__Task directions__: Start with the first line of the records below. Output each line exactly, ending with the one that contains "for payment (terminal)".

__Data provided__:
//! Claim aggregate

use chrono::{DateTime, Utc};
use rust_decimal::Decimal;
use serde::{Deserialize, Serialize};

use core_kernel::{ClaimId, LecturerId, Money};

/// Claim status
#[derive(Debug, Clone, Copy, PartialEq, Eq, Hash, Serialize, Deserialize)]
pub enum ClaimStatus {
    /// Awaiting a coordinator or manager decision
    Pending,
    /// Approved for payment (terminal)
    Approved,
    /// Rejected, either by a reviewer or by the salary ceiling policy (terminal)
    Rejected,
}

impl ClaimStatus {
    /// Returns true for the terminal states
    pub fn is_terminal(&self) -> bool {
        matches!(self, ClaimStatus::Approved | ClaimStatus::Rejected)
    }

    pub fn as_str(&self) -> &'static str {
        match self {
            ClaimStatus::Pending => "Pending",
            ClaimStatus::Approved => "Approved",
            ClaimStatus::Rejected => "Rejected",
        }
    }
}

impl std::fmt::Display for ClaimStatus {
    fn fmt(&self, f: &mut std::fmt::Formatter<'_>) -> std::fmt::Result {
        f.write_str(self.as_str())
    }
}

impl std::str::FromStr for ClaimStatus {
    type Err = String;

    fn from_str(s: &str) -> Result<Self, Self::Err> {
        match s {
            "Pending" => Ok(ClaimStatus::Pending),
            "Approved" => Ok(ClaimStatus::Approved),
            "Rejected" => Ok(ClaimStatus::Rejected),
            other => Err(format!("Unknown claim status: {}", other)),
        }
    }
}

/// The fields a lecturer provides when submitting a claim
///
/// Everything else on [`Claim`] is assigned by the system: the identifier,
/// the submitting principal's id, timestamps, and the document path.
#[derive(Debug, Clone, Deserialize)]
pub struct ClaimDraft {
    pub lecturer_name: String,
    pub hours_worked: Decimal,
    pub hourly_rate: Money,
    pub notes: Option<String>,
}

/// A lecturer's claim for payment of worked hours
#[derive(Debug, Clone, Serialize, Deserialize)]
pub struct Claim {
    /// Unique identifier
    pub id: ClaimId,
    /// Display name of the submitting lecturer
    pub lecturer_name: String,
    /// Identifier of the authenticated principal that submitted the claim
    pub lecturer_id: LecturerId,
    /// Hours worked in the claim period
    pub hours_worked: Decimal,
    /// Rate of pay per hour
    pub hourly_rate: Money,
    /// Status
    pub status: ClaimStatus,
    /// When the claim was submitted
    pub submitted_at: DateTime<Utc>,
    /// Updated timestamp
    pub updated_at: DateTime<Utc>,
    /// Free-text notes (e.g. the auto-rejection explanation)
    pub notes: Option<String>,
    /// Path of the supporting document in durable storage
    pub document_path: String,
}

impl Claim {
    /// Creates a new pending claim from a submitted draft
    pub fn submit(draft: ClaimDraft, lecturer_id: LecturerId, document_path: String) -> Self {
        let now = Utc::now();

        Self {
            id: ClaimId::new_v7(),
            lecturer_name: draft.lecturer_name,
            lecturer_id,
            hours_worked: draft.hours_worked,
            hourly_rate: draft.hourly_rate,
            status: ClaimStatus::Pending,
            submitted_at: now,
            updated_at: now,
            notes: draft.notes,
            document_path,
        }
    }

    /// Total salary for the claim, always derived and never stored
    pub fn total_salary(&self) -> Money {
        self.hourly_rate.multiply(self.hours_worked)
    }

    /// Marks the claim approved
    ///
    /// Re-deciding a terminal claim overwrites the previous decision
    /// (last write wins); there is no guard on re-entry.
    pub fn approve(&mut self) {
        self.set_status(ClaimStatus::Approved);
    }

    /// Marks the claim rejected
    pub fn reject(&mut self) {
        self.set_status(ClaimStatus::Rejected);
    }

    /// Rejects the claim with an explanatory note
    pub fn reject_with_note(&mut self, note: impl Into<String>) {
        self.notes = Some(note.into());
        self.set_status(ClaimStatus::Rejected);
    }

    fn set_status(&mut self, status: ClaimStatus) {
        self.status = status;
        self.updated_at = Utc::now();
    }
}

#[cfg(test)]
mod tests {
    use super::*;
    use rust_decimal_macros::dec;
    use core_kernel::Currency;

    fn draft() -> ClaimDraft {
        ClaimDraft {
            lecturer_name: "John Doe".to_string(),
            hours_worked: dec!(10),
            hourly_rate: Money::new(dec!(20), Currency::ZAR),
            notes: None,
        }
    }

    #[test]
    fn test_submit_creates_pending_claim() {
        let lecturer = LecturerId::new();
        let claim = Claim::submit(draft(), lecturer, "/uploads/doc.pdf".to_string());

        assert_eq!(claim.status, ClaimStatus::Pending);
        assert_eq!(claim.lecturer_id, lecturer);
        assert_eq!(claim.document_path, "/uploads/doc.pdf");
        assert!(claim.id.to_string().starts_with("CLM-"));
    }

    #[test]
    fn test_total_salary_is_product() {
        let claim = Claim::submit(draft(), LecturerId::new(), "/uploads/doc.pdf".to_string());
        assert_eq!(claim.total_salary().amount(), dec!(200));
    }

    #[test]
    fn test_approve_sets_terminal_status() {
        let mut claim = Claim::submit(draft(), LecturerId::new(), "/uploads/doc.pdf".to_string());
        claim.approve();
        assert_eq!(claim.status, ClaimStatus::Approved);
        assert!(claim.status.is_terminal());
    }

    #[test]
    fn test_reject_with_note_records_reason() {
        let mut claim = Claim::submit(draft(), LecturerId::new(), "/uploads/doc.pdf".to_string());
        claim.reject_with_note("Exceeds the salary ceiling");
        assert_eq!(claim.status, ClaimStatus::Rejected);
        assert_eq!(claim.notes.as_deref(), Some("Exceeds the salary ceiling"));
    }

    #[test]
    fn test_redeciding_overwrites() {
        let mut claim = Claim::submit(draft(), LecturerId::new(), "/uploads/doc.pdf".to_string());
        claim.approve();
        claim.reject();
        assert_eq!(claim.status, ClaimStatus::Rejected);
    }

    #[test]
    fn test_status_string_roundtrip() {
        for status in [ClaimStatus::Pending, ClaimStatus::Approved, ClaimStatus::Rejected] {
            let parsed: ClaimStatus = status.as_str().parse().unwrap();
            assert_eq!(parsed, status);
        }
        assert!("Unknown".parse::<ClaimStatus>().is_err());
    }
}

__Exercise output__:
//! Claim aggregate

use chrono::{DateTime, Utc};
use rust_decimal::Decimal;
use serde::{Deserialize, Serialize};

use core_kernel::{ClaimId, LecturerId, Money};

/// Claim status
#[derive(Debug, Clone, Copy, PartialEq, Eq, Hash, Serialize, Deserialize)]
pub enum ClaimStatus {
    /// Awaiting a coordinator or manager decision
    Pending,
    /// Approved for payment (terminal)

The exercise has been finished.